*** Records provided ***

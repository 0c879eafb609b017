use std::sync::Arc;

use criterion::{BenchmarkId, Criterion, Throughput, black_box, criterion_group, criterion_main};
use vzip_core::{CodecKind, FramePipeline, FrameSource, MemorySource, PipelineConfig};

const FRAME_COUNT: usize = 64;
const FRAME_SIZE: usize = 256 * 1024;

fn synthetic_frames() -> MemorySource {
    let mut state = 0x2545_F491_4F6C_DD1Du64;
    let frames = (0..FRAME_COUNT)
        .map(|frame| {
            (0..FRAME_SIZE)
                .map(|offset| {
                    state ^= state << 13;
                    state ^= state >> 7;
                    state ^= state << 17;
                    // Smooth gradient with sparse noise, roughly like a rendered frame.
                    let noise = if offset % 32 == 0 { state as u8 & 0x0f } else { 0 };
                    ((offset % 768) as u8 / 3).wrapping_add(frame as u8).wrapping_add(noise)
                })
                .collect::<Vec<u8>>()
        })
        .collect();
    MemorySource::from_vecs(frames)
}

fn bench_pool_sizes(c: &mut Criterion) {
    let source: Arc<dyn FrameSource> = Arc::new(synthetic_frames());
    let total_bytes = (FRAME_COUNT * FRAME_SIZE) as u64;

    for codec in [CodecKind::Zlib { level: 6 }, CodecKind::Lz4] {
        let mut group = c.benchmark_group(format!("pipeline/{}", codec.name()));
        group.throughput(Throughput::Bytes(total_bytes));
        group.sample_size(10);

        for workers in [1usize, 2, 4, 8] {
            let config = PipelineConfig {
                codec,
                ..PipelineConfig::with_workers(workers)
            };
            let pipeline = FramePipeline::new(config).expect("pipeline config");

            group.bench_with_input(BenchmarkId::from_parameter(workers), &workers, |b, _| {
                b.iter(|| {
                    let sink = Vec::with_capacity(FRAME_COUNT * FRAME_SIZE);
                    let outcome = pipeline
                        .run(Arc::clone(&source), sink)
                        .expect("archive run");
                    black_box(outcome.stats.archive.crc32)
                });
            });
        }
        group.finish();
    }
}

criterion_group!(benches, bench_pool_sizes);
criterion_main!(benches);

*** End of Records provided ***

How to complete this task: Although the records may continue, retype only the lines from the first one through the one containing "fn synthetic_frames() ->", exactly as they appear.

Output for this task:
repository 0c879eafb609b017
use std::sync::Arc;

use criterion::{BenchmarkId, Criterion, Throughput, black_box, criterion_group, criterion_main};
use vzip_core::{CodecKind, FramePipeline, FrameSource, MemorySource, PipelineConfig};

const FRAME_COUNT: usize = 64;
const FRAME_SIZE: usize = 256 * 1024;

fn synthetic_frames() -> MemorySource {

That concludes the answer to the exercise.